Please transcribe the following records in full, exactly as given.

───── Records for this exercise ─────

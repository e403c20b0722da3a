use thiserror::Error;

/// Result type alias for compliance agent operations
pub type Result<T> = std::result::Result<T, ComplianceError>;

/// Errors shared across the compliance agent crates
#[derive(Error, Debug)]
pub enum ComplianceError {
    /// Collector rejected the request with a client error (4xx)
    #[error("collector rejected request ({code}): {message}")]
    Rejected {
        /// HTTP status code
        code: u16,
        /// Error message from the collector
        message: String,
    },

    /// Collector returned a server error (5xx)
    #[error("collector error ({code}): {message}")]
    Server {
        /// HTTP status code
        code: u16,
        /// Error message from the collector
        message: String,
    },

    /// HTTP request failed
    #[error("HTTP request failed: {0}")]
    Http(String),

    /// Request timed out
    #[error("request timed out after {0} seconds")]
    Timeout(u64),

    /// Connection failed
    #[error("connection failed: {0}")]
    Connection(String),

    /// Invalid URL
    #[error("invalid URL: {0}")]
    InvalidUrl(String),

    /// Configuration error
    #[error("configuration error: {0}")]
    Config(String),
}

impl ComplianceError {
    /// Returns true if the error is worth another delivery attempt
    #[must_use]
    pub const fn is_retryable(&self) -> bool {
        matches!(
            self,
            Self::Server { .. } | Self::Timeout(_) | Self::Connection(_) | Self::Http(_)
        )
    }

    /// Returns the HTTP status code if the collector answered
    #[must_use]
    pub const fn status_code(&self) -> Option<u16> {
        match self {
            Self::Rejected { code, .. } | Self::Server { code, .. } => Some(*code),
            _ => None,
        }
    }
}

─────

**Reply to the exercise**:
repository e403c20b0722da3a
use thiserror::Error;

/// Result type alias for compliance agent operations
pub type Result<T> = std::result::Result<T, ComplianceError>;

/// Errors shared across the compliance agent crates
#[derive(Error, Debug)]
pub enum ComplianceError {
    /// Collector rejected the request with a client error (4xx)
    #[error("collector rejected request ({code}): {message}")]
    Rejected {
        /// HTTP status code
        code: u16,
        /// Error message from the collector
        message: String,
    },

    /// Collector returned a server error (5xx)
    #[error("collector error ({code}): {message}")]
    Server {
        /// HTTP status code
        code: u16,
        /// Error message from the collector
        message: String,
    },

    /// HTTP request failed
    #[error("HTTP request failed: {0}")]
    Http(String),

    /// Request timed out
    #[error("request timed out after {0} seconds")]
    Timeout(u64),

    /// Connection failed
    #[error("connection failed: {0}")]
    Connection(String),

    /// Invalid URL
    #[error("invalid URL: {0}")]
    InvalidUrl(String),

    /// Configuration error
    #[error("configuration error: {0}")]
    Config(String),
}

impl ComplianceError {
    /// Returns true if the error is worth another delivery attempt
    #[must_use]
    pub const fn is_retryable(&self) -> bool {
        matches!(
            self,
            Self::Server { .. } | Self::Timeout(_) | Self::Connection(_) | Self::Http(_)
        )
    }

    /// Returns the HTTP status code if the collector answered
    #[must_use]
    pub const fn status_code(&self) -> Option<u16> {
        match self {
            Self::Rejected { code, .. } | Self::Server { code, .. } => Some(*code),
            _ => None,
        }
    }
}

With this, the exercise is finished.